Records drawn from a dataset:
· · · · ·

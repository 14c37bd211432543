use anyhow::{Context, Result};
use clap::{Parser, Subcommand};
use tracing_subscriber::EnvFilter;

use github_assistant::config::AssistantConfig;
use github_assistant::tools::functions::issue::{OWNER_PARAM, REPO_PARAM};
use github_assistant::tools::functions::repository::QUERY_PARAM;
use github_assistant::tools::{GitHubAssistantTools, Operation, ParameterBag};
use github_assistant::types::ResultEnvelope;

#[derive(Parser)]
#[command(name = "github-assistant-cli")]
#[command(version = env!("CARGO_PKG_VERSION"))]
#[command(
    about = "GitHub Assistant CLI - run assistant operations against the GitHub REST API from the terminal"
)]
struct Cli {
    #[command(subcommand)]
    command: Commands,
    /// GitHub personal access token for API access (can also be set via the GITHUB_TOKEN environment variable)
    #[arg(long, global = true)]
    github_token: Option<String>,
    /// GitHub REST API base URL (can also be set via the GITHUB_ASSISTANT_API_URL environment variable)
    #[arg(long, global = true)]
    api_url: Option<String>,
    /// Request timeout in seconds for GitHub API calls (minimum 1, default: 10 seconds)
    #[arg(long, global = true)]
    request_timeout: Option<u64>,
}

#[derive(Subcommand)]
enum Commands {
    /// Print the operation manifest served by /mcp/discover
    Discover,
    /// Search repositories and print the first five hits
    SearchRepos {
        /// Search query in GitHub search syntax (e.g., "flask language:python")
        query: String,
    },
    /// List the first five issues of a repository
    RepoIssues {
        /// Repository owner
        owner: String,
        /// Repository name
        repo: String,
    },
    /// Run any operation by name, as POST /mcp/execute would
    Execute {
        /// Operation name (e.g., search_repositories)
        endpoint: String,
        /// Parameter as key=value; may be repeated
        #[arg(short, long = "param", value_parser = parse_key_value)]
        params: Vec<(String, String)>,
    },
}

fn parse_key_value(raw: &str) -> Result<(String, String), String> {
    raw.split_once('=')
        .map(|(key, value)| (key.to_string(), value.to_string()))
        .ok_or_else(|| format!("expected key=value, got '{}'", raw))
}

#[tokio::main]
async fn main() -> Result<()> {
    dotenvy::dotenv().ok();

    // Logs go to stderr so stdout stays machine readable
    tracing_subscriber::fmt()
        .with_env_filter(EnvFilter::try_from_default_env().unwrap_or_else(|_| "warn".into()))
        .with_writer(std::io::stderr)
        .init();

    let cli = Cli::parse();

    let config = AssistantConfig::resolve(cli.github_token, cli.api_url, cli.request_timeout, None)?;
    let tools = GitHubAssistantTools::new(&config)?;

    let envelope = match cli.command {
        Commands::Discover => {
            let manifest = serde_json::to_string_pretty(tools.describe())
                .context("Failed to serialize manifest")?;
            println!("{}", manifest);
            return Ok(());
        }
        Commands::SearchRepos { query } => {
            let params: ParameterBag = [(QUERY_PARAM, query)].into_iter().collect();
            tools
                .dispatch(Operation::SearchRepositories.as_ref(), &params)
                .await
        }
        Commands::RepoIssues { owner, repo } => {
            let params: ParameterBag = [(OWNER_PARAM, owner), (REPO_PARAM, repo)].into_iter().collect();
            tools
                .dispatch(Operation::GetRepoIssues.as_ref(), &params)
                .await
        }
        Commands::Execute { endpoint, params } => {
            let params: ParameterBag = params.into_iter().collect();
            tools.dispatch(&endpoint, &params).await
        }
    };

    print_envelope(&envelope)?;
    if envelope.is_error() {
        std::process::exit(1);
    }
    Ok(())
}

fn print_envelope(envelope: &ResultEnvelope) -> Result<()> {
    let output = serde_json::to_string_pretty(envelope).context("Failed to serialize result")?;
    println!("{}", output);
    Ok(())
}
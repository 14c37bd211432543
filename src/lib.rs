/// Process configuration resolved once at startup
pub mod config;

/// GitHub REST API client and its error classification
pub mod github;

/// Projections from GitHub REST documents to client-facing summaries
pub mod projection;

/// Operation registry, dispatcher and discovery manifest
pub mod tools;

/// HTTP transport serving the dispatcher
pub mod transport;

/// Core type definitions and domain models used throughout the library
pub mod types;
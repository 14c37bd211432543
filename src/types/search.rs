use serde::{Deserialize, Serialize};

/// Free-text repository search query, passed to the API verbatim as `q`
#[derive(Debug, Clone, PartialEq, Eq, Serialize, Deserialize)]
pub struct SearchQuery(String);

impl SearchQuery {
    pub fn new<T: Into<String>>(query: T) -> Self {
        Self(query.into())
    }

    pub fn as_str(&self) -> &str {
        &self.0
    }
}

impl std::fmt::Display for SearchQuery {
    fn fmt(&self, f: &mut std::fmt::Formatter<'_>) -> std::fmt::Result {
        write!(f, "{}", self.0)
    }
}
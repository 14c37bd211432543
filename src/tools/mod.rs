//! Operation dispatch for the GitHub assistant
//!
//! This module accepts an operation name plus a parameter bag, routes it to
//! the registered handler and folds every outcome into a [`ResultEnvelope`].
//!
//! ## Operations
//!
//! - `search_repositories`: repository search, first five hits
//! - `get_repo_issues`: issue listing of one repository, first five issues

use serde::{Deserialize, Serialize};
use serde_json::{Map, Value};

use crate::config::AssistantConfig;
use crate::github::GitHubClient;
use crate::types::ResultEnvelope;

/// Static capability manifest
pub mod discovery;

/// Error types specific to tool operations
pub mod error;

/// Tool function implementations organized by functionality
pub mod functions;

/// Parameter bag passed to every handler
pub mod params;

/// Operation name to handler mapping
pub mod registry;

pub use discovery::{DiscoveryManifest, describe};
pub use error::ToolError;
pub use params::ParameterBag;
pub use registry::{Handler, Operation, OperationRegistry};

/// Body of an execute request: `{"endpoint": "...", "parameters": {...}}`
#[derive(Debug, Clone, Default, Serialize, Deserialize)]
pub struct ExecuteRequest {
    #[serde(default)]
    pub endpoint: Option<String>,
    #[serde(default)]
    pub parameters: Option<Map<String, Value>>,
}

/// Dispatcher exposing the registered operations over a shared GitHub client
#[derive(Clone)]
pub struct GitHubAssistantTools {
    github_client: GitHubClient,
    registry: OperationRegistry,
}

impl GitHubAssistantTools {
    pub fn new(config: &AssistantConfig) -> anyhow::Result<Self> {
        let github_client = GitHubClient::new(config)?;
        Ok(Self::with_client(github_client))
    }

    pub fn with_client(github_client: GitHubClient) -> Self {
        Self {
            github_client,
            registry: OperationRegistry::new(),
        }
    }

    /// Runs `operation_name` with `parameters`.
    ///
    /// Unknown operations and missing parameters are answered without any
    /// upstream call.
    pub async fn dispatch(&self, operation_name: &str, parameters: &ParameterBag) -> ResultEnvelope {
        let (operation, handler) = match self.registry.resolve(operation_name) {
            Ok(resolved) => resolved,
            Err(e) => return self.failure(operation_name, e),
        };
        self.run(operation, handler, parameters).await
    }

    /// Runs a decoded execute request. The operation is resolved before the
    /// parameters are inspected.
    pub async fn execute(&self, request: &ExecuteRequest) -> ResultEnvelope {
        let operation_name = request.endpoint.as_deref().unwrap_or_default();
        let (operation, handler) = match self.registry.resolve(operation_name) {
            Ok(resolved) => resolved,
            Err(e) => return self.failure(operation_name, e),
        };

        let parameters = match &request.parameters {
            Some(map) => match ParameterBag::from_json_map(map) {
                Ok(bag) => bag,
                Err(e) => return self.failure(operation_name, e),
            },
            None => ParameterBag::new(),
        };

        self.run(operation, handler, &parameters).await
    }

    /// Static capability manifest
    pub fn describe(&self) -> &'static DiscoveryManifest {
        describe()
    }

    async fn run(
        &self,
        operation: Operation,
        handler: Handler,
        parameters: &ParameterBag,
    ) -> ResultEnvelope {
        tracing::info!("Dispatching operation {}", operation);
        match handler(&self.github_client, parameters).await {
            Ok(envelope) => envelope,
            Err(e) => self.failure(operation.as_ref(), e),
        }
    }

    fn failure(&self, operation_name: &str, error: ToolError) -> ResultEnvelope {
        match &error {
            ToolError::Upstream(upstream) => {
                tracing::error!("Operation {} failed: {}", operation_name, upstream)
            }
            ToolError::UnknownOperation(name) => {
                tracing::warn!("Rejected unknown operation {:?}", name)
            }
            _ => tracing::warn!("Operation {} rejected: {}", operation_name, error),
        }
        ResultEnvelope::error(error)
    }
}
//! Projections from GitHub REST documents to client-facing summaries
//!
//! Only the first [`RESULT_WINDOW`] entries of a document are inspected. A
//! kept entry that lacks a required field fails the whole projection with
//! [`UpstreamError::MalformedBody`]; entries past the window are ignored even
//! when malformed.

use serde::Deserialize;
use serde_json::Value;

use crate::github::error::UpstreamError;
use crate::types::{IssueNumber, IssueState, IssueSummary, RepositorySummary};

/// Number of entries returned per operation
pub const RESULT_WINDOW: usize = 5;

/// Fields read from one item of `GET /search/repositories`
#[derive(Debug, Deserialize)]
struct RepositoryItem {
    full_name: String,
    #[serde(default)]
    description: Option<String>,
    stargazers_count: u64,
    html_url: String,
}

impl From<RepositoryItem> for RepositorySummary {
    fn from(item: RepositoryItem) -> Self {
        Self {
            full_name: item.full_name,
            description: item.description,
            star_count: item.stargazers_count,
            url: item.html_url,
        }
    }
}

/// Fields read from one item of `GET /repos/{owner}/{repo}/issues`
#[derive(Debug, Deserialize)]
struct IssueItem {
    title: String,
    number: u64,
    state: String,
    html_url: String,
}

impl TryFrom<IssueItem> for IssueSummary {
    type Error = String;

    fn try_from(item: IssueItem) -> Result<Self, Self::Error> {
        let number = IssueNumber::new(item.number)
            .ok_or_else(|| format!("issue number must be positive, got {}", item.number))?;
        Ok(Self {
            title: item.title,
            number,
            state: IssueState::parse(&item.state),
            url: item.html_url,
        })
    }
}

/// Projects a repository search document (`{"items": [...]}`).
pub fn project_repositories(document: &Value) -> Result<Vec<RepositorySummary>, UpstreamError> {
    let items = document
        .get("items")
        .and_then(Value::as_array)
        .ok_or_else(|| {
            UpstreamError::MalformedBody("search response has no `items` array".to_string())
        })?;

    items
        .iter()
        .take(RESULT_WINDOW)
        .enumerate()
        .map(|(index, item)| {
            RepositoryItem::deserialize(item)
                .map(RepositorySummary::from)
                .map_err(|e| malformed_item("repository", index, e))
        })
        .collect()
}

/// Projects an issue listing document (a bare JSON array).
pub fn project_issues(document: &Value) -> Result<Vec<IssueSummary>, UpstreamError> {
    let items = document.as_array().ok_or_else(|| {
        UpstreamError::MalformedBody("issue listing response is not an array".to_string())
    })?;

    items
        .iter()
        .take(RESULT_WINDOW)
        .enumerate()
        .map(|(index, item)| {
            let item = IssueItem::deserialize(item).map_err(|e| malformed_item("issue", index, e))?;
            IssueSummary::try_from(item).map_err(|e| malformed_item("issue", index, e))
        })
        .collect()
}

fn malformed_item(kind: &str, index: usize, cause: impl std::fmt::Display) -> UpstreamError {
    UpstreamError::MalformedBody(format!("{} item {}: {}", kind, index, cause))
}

· · · · ·

# Exercise aim
Please return the lines above exactly, from the first one down to the line with "use github_assistant::types::ResultEnvelope;", and stop after that line.

# Written answer
repository 14c37bd211432543
use anyhow::{Context, Result};
use clap::{Parser, Subcommand};
use tracing_subscriber::EnvFilter;

use github_assistant::config::AssistantConfig;
use github_assistant::tools::functions::issue::{OWNER_PARAM, REPO_PARAM};
use github_assistant::tools::functions::repository::QUERY_PARAM;
use github_assistant::tools::{GitHubAssistantTools, Operation, ParameterBag};
use github_assistant::types::ResultEnvelope;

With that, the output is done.